Kodecraft
Tech Enrichment

Lance Alexander Ventura · AI Engineer Intern
Problem Context

Tech links scroll into oblivion.

Kodecraft developers regularly post tech and AI links into Mattermost as a way to share discoveries with the team. The links live in a communication medium, not a knowledge base.

Past links become practically unfindable — they scroll out of view, mix with unrelated chat, and cannot be referenced systematically. A link posted six months ago that would solve today's problem is effectively lost.

Volume is high enough that even recently-shared links get missed. There is no filter for what matters to Kodecraft, no record of past evaluations, no signal when a tool is superseded.

What this Project Does

A continuous pipeline from Mattermost links to a curated knowledge base.

  • Ingestion — polls scoped Mattermost channels, canonicalizes URLs, dedupes
  • Two-stage LLM evaluation — cheap classifier short-circuits a capable evaluator
  • Outline knowledge base — workflow, dependency, general, and history docs
  • Mattermost discovery hub — top-5 ranking per category, edited in place
  • HITL signaling — 🟢 / 🔴 vote reactions feed lifecycle decisions
  • Lifecycle & freshness — disposition + freshness axes, scheduled re-evaluation
System Overview · Pipeline Architecture
Architecture

Six stages, two surfaces.

Periodic poll fetches new posts from scoped Mattermost channels. URLs are canonicalized and deduped, then a heuristic filter rejects obvious non-tech links before any LLM call.

A cheap classifier (Stage 1) labels surviving links and narrows project context. A capable evaluator (Stage 2) produces the structured record that drives writes to Outline (full record) and the Mattermost Hub (top-5 ranking).

Mattermost #tech-links Ingest canonicalize · dedup Heuristic Filter domain · URL rules Stage 1 class · gpt-oss-120 Stage 2 eval · gpt-oss-120 Outline KB workflow · dep · general MM Hub top-5 per category
Where it Starts

Kodecraft already shares links — in #tech-links.

Developers post AI tools, libraries, frameworks, and articles in Mattermost as fast as they encounter them. This is the input surface, and it already exists.

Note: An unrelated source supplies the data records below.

use std::io;

use thiserror::Error;

#[derive(Error, Debug)]
pub enum LauncherError {
    #[error("Network error: {0}")]
    Network(#[from] reqwest::Error),
    #[error("HTTP error: {0}")]
    Http(String),
    #[error("I/O error: {0}")]
    Io(#[from] io::Error),
    #[error("Serialization error: {0}")]
    Serde(#[from] serde_json::Error),
    #[error("Manifest error: {0}")]
    Manifest(#[from] ManifestError),
    #[error("Download corrupted, please retry: {0}")]
    Integrity(String),
    #[error("No download link: {0}")]
    NoDownloadLink(String),
    #[error("Not enough disk space: required {required} bytes, available {available} bytes")]
    NotEnoughSpace { required: u64, available: u64 },
    #[error("Archive error: {0}")]
    Archive(String),
    #[error("Install error: {0}")]
    Install(#[from] InstallError),
    #[error("Lifecycle error: {0}")]
    Lifecycle(#[from] TransitionError),
    #[error("Already downloading: {0}")]
    AlreadyDownloading(String),
    #[error("Not found: {0}")]
    NotFound(String),
    #[error("Config error: {0}")]
    Config(String),
}

impl LauncherError {
    /// Errors raised by a finish hook that downgrade a completed transfer to a cancellation.
    pub fn is_cancellation_cause(&self) -> bool {
        match self {
            LauncherError::Io(err) => err.kind() == io::ErrorKind::NotFound,
            LauncherError::NotFound(_) | LauncherError::Archive(_) => true,
            LauncherError::Install(InstallError::CorruptedArchive(_)) => true,
            _ => false,
        }
    }
}

#[derive(Error, Debug)]
pub enum ManifestError {
    #[error("invalid xml: {0}")]
    Xml(String),
    #[error("unexpected root element <{0}>")]
    UnexpectedRoot(String),
    #[error("<{element}> is missing required attribute '{attribute}'")]
    MissingAttribute {
        element: &'static str,
        attribute: &'static str,
    },
    #[error("attribute '{attribute}' is not a valid number: {value}")]
    InvalidNumber {
        attribute: &'static str,
        value: String,
    },
    #[error("invalid timestamp: {0}")]
    InvalidTimestamp(String),
    #[error("invalid checksum '{0}'")]
    InvalidChecksum(String),
    #[error("chunk {id} starts at {found_from}, expected {expected_from}")]
    NonContiguousChunks {
        id: u32,
        expected_from: u64,
        found_from: u64,
    },
    #[error("declared total size {declared} does not match chunk sum {chunks}")]
    SizeMismatch { declared: u64, chunks: u64 },
}

#[derive(Error, Debug)]
pub enum InstallError {
    #[error("installer archive is corrupted: {0}")]
    CorruptedArchive(String),
    #[error("not enough disk space to install: {0}")]
    NotEnoughSpace(String),
    #[error("extraction failed: {0}")]
    ExtractionFailed(String),
    #[error("installer exited with failure: {0}")]
    InstallerFailed(String),
    #[error("I/O error: {0}")]
    Io(#[from] io::Error),
}

#[derive(Error, Debug, Clone, PartialEq, Eq)]
pub enum TransitionError {
    #[error("event {event} is not valid in state {state}")]
    InvalidTransition { state: String, event: String },
    #[error("unknown game: {0}")]
    UnknownGame(String),
}

pub type Result<T> = std::result::Result<T, LauncherError>;
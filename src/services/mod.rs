pub mod discovery_service;
pub mod download;
pub mod download_manager;
pub mod game_lifecycle;
pub mod installer_queue;
pub mod lifecycle_service;
pub mod manifest_service;
pub mod progress_watcher;

pub use discovery_service::{Discovery, InstallDirDiscovery};
pub use download::{
    CancelTarget, Download, DownloadCallbacks, DownloadEvent, DownloadGroup, DownloadKind,
    DownloadListener, DownloadState, ListenerId,
};
pub use download_manager::DownloadManager;
pub use game_lifecycle::{GameLifecycle, LifecycleEvent, LifecycleState};
pub use installer_queue::{
    InstallExecutor, InstallOutcome, InstallRequest, InstallResult, InstallTask, InstallerQueue,
};
pub use lifecycle_service::{GameLifecycleService, LifecycleChange, LifecycleListener};
pub use manifest_service::DownloadManifest;
pub use progress_watcher::CombinedProgressWatcher;
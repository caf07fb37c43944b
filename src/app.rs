use std::sync::Arc;

use crate::config::PipelineConfig;
use crate::errors::Result;
use crate::services::{
    DownloadManager, GameLifecycleService, InstallDirDiscovery, InstallExecutor, InstallerQueue,
};
use crate::utils::file::FileManager;

/// Composition root: one instance of each service, wired together.
#[derive(Clone)]
pub struct AppState {
    pub config: PipelineConfig,
    pub files: FileManager,
    pub download_manager: DownloadManager,
    pub installer_queue: InstallerQueue,
    pub discovery: InstallDirDiscovery,
    pub lifecycle: GameLifecycleService,
}

impl AppState {
    /// Must be called inside a tokio runtime; the download workers are spawned here.
    pub fn build(config: PipelineConfig, executor: Arc<dyn InstallExecutor>) -> Result<Self> {
        let files = FileManager::new(
            config.installers_dir.clone(),
            config.games_dir.clone(),
            config.cache_dir.clone(),
        );
        let download_manager = DownloadManager::new(config.download.clone())?;
        let installer_queue = InstallerQueue::new(executor, files.installers_dir());
        let discovery = InstallDirDiscovery::new(files.clone());
        let lifecycle = GameLifecycleService::new(
            download_manager.clone(),
            installer_queue.clone(),
            files.clone(),
            config.install.clone(),
        );

        tracing::info!(
            "pipeline ready root={} asset_workers={}",
            config.root_dir.display(),
            config.download.asset_workers
        );

        Ok(Self {
            config,
            files,
            download_manager,
            installer_queue,
            discovery,
            lifecycle,
        })
    }

    pub fn shutdown(&self) {
        tracing::info!("pipeline shutting down");
        self.download_manager.stop_all();
    }
}

#[cfg(test)]
mod tests {
    use super::*;
    use crate::config::{DownloadConfig, InstallSettings};
    use crate::errors::InstallError;
    use crate::models::{Game, Platform};
    use crate::services::{Discovery, InstallRequest, LifecycleState};
    use std::path::{Path, PathBuf};
    use uuid::Uuid;

    struct NoopExecutor;

    impl InstallExecutor for NoopExecutor {
        fn install(&self, request: &InstallRequest) -> std::result::Result<PathBuf, InstallError> {
            request
                .install_dir
                .clone()
                .ok_or_else(|| InstallError::InstallerFailed("no install dir".to_string()))
        }

        fn uninstall(&self, _game: &Game, _install_dir: &Path) -> std::result::Result<(), InstallError> {
            Ok(())
        }
    }

    #[tokio::test]
    async fn build_wires_services_under_root() {
        let root = std::env::temp_dir().join(format!("launcher-app-{}", Uuid::new_v4()));
        let config = PipelineConfig::with_root(
            root.clone(),
            DownloadConfig {
                disable_system_proxy: true,
                ..DownloadConfig::default()
            },
            InstallSettings::default(),
        );
        let state = AppState::build(config, Arc::new(NoopExecutor)).expect("build state");

        assert_eq!(state.files.installers_dir(), root.join("installers").as_path());
        assert_eq!(state.files.install_dir(), root.join("games").as_path());

        let game = Game::new("1", "sample", "Sample", Platform::Linux);
        let found = state
            .discovery
            .discover(std::slice::from_ref(&game))
            .expect("discover");
        assert_eq!(found.len(), 1);
        state
            .lifecycle
            .discover(&state.discovery, &[game.clone()])
            .expect("seed");
        assert_eq!(state.lifecycle.state(&game.id), Some(LifecycleState::Downloadable));

        state.shutdown();
        assert!(state.download_manager.active_downloads().is_empty());
    }
}
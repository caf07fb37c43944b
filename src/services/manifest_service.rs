use std::fs::File;
use std::path::Path;
use std::str::FromStr;

use chrono::NaiveDateTime;
use serde::Serialize;

use crate::errors::{LauncherError, ManifestError, Result};
use crate::utils::crypto::{compute_range_hex, matches_checksum, sanitize_hash, ChecksumAlgorithm};

const ROOT_ELEMENT: &str = "file";
const CHUNK_ELEMENT: &str = "chunk";
const TIMESTAMP_FORMAT: &str = "%Y-%m-%d %H:%M:%S";

#[derive(Clone, Debug, PartialEq, Eq, Serialize)]
pub struct Chunk {
    pub id: u32,
    pub from_byte: u64,
    pub to_byte: u64,
    pub method: String,
    pub checksum: String,
}

impl Chunk {
    pub fn size(&self) -> u64 {
        self.to_byte - self.from_byte + 1
    }

    fn algorithm(&self) -> ChecksumAlgorithm {
        match self.method.to_ascii_lowercase().as_str() {
            "sha256" => ChecksumAlgorithm::Sha256,
            "md5" => ChecksumAlgorithm::Md5,
            _ => ChecksumAlgorithm::from_hex(&self.checksum).unwrap_or(ChecksumAlgorithm::Md5),
        }
    }
}

/// Server supplied description of one file: size, whole-file digest and chunk layout.
#[derive(Clone, Debug, PartialEq, Eq, Serialize)]
pub struct DownloadManifest {
    pub name: String,
    pub available: bool,
    pub md5: String,
    pub timestamp: NaiveDateTime,
    pub total_size: u64,
    pub chunks: Vec<Chunk>,
}

impl DownloadManifest {
    pub fn parse(xml: &str) -> std::result::Result<Self, ManifestError> {
        let document =
            roxmltree::Document::parse(xml).map_err(|err| ManifestError::Xml(err.to_string()))?;
        let root = document.root_element();
        if root.tag_name().name() != ROOT_ELEMENT {
            return Err(ManifestError::UnexpectedRoot(
                root.tag_name().name().to_string(),
            ));
        }

        let name = required(&root, ROOT_ELEMENT, "name")?.to_string();
        let available = match required(&root, ROOT_ELEMENT, "available")?.trim() {
            "1" => true,
            "0" => false,
            other => {
                return Err(ManifestError::InvalidNumber {
                    attribute: "available",
                    value: other.to_string(),
                })
            }
        };
        let md5_raw = required(&root, ROOT_ELEMENT, "md5")?;
        let md5 = sanitize_hash(md5_raw)
            .ok_or_else(|| ManifestError::InvalidChecksum(md5_raw.to_string()))?;
        let timestamp_raw = required(&root, ROOT_ELEMENT, "timestamp")?;
        let timestamp = NaiveDateTime::parse_from_str(timestamp_raw.trim(), TIMESTAMP_FORMAT)
            .map_err(|_| ManifestError::InvalidTimestamp(timestamp_raw.to_string()))?;
        let total_size = parse_number(required(&root, ROOT_ELEMENT, "total_size")?, "total_size")?;

        let mut chunks: Vec<Chunk> = Vec::new();
        for node in root
            .children()
            .filter(|node| node.is_element() && node.tag_name().name() == CHUNK_ELEMENT)
        {
            let id_raw = required(&node, CHUNK_ELEMENT, "id")?;
            let id = u32::try_from(parse_number(id_raw, "id")?).map_err(|_| ManifestError::InvalidNumber {
                attribute: "id",
                value: id_raw.to_string(),
            })?;
            let from_byte = parse_number(required(&node, CHUNK_ELEMENT, "from")?, "from")?;
            let to_byte = parse_number(required(&node, CHUNK_ELEMENT, "to")?, "to")?;
            let method = required(&node, CHUNK_ELEMENT, "method")?.trim().to_string();
            let text = node.text().unwrap_or("");
            let checksum =
                sanitize_hash(text).ok_or_else(|| ManifestError::InvalidChecksum(text.to_string()))?;

            let expected_from = chunks.last().map(|prev| prev.to_byte + 1).unwrap_or(0);
            if from_byte != expected_from || to_byte < from_byte {
                return Err(ManifestError::NonContiguousChunks {
                    id,
                    expected_from,
                    found_from: from_byte,
                });
            }
            if let Some(prev) = chunks.last() {
                if id <= prev.id {
                    return Err(ManifestError::NonContiguousChunks {
                        id,
                        expected_from,
                        found_from: from_byte,
                    });
                }
            }

            chunks.push(Chunk {
                id,
                from_byte,
                to_byte,
                method,
                checksum,
            });
        }

        let chunk_total: u64 = chunks.iter().map(Chunk::size).sum();
        if chunk_total != total_size {
            return Err(ManifestError::SizeMismatch {
                declared: total_size,
                chunks: chunk_total,
            });
        }

        Ok(Self {
            name,
            available,
            md5,
            timestamp,
            total_size,
            chunks,
        })
    }

    /// Offset a partial file can safely resume from: the end of the longest
    /// run of leading chunks whose bytes are present and match their checksum.
    pub fn verified_prefix_len(&self, path: &Path) -> Result<u64> {
        let present = match std::fs::metadata(path) {
            Ok(metadata) => metadata.len(),
            Err(err) if err.kind() == std::io::ErrorKind::NotFound => return Ok(0),
            Err(err) => return Err(err.into()),
        };
        let mut file = File::open(path)?;
        let mut verified = 0u64;
        for chunk in &self.chunks {
            if chunk.to_byte >= present {
                break;
            }
            let actual = compute_range_hex(&mut file, chunk.from_byte, chunk.size(), chunk.algorithm())?;
            if !matches_checksum(&actual, &chunk.checksum) {
                tracing::warn!(
                    "chunk checksum mismatch path={} chunk={} from={}",
                    path.display(),
                    chunk.id,
                    chunk.from_byte
                );
                break;
            }
            verified = chunk.to_byte + 1;
        }
        Ok(verified)
    }

    pub fn file_algorithm(&self) -> ChecksumAlgorithm {
        ChecksumAlgorithm::from_hex(&self.md5).unwrap_or(ChecksumAlgorithm::Md5)
    }
}

impl FromStr for DownloadManifest {
    type Err = ManifestError;

    fn from_str(value: &str) -> std::result::Result<Self, Self::Err> {
        Self::parse(value)
    }
}

fn required<'a>(
    node: &roxmltree::Node<'a, '_>,
    element: &'static str,
    attribute: &'static str,
) -> std::result::Result<&'a str, ManifestError> {
    node.attribute(attribute)
        .ok_or(ManifestError::MissingAttribute { element, attribute })
}

fn parse_number(value: &str, attribute: &'static str) -> std::result::Result<u64, ManifestError> {
    value
        .trim()
        .parse::<u64>()
        .map_err(|_| ManifestError::InvalidNumber {
            attribute,
            value: value.to_string(),
        })
}

/// Fetches and parses a manifest descriptor. Transport failures surface as
/// `NoDownloadLink`; a document that arrives but does not parse is a `Manifest` error.
pub async fn fetch_manifest(client: &reqwest::Client, url: &str) -> Result<DownloadManifest> {
    let response = client
        .get(url)
        .send()
        .await
        .map_err(|err| LauncherError::NoDownloadLink(format!("{} -> {}", url, err)))?;
    if !response.status().is_success() {
        return Err(LauncherError::NoDownloadLink(format!(
            "{} -> HTTP {}",
            url,
            response.status()
        )));
    }
    let body = response
        .text()
        .await
        .map_err(|err| LauncherError::NoDownloadLink(format!("{} -> {}", url, err)))?;
    Ok(DownloadManifest::parse(&body)?)
}

#[cfg(test)]
pub(crate) fn manifest_xml_for(name: &str, payload: &[u8], chunk_size: usize) -> String {
    use crate::utils::crypto::compute_hex;

    let mut chunks = String::new();
    for (index, part) in payload.chunks(chunk_size.max(1)).enumerate() {
        let from = index * chunk_size;
        let to = from + part.len() - 1;
        chunks.push_str(&format!(
            "  <chunk id=\"{}\" from=\"{}\" to=\"{}\" method=\"md5\">{}</chunk>\n",
            index,
            from,
            to,
            compute_hex(ChecksumAlgorithm::Md5, part)
        ));
    }
    format!(
        "<file name=\"{}\" available=\"1\" notavailablemsg=\"\" md5=\"{}\" chunks=\"{}\" timestamp=\"2021-03-04 10:20:30\" total_size=\"{}\">\n{}</file>\n",
        name,
        compute_hex(ChecksumAlgorithm::Md5, payload),
        payload.chunks(chunk_size.max(1)).count(),
        payload.len(),
        chunks
    )
}
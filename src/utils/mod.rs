pub mod crypto;
pub mod env;
pub mod file;
pub mod paths;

The pipeline does not change how people share. It changes what happens after a link is posted: every URL is captured, canonicalized, deduped, and routed through evaluation — without anyone needing to do anything new.

Tech Enrichment Hub · Outline side

Outline holds the full record.

Every evaluated link lives in Outline as a structured entry: classification, relevance score, pros/cons, project routing, freshness state. Multiple docs split the surface — Workflow, per-project Dependencies, General, and an append-only Evaluation History.

This is the source of truth. Search, audit, freshness — all here.

switching to Outline
Tech Enrichment Hub · Mattermost side

Mattermost Hub is the top-5 triage surface.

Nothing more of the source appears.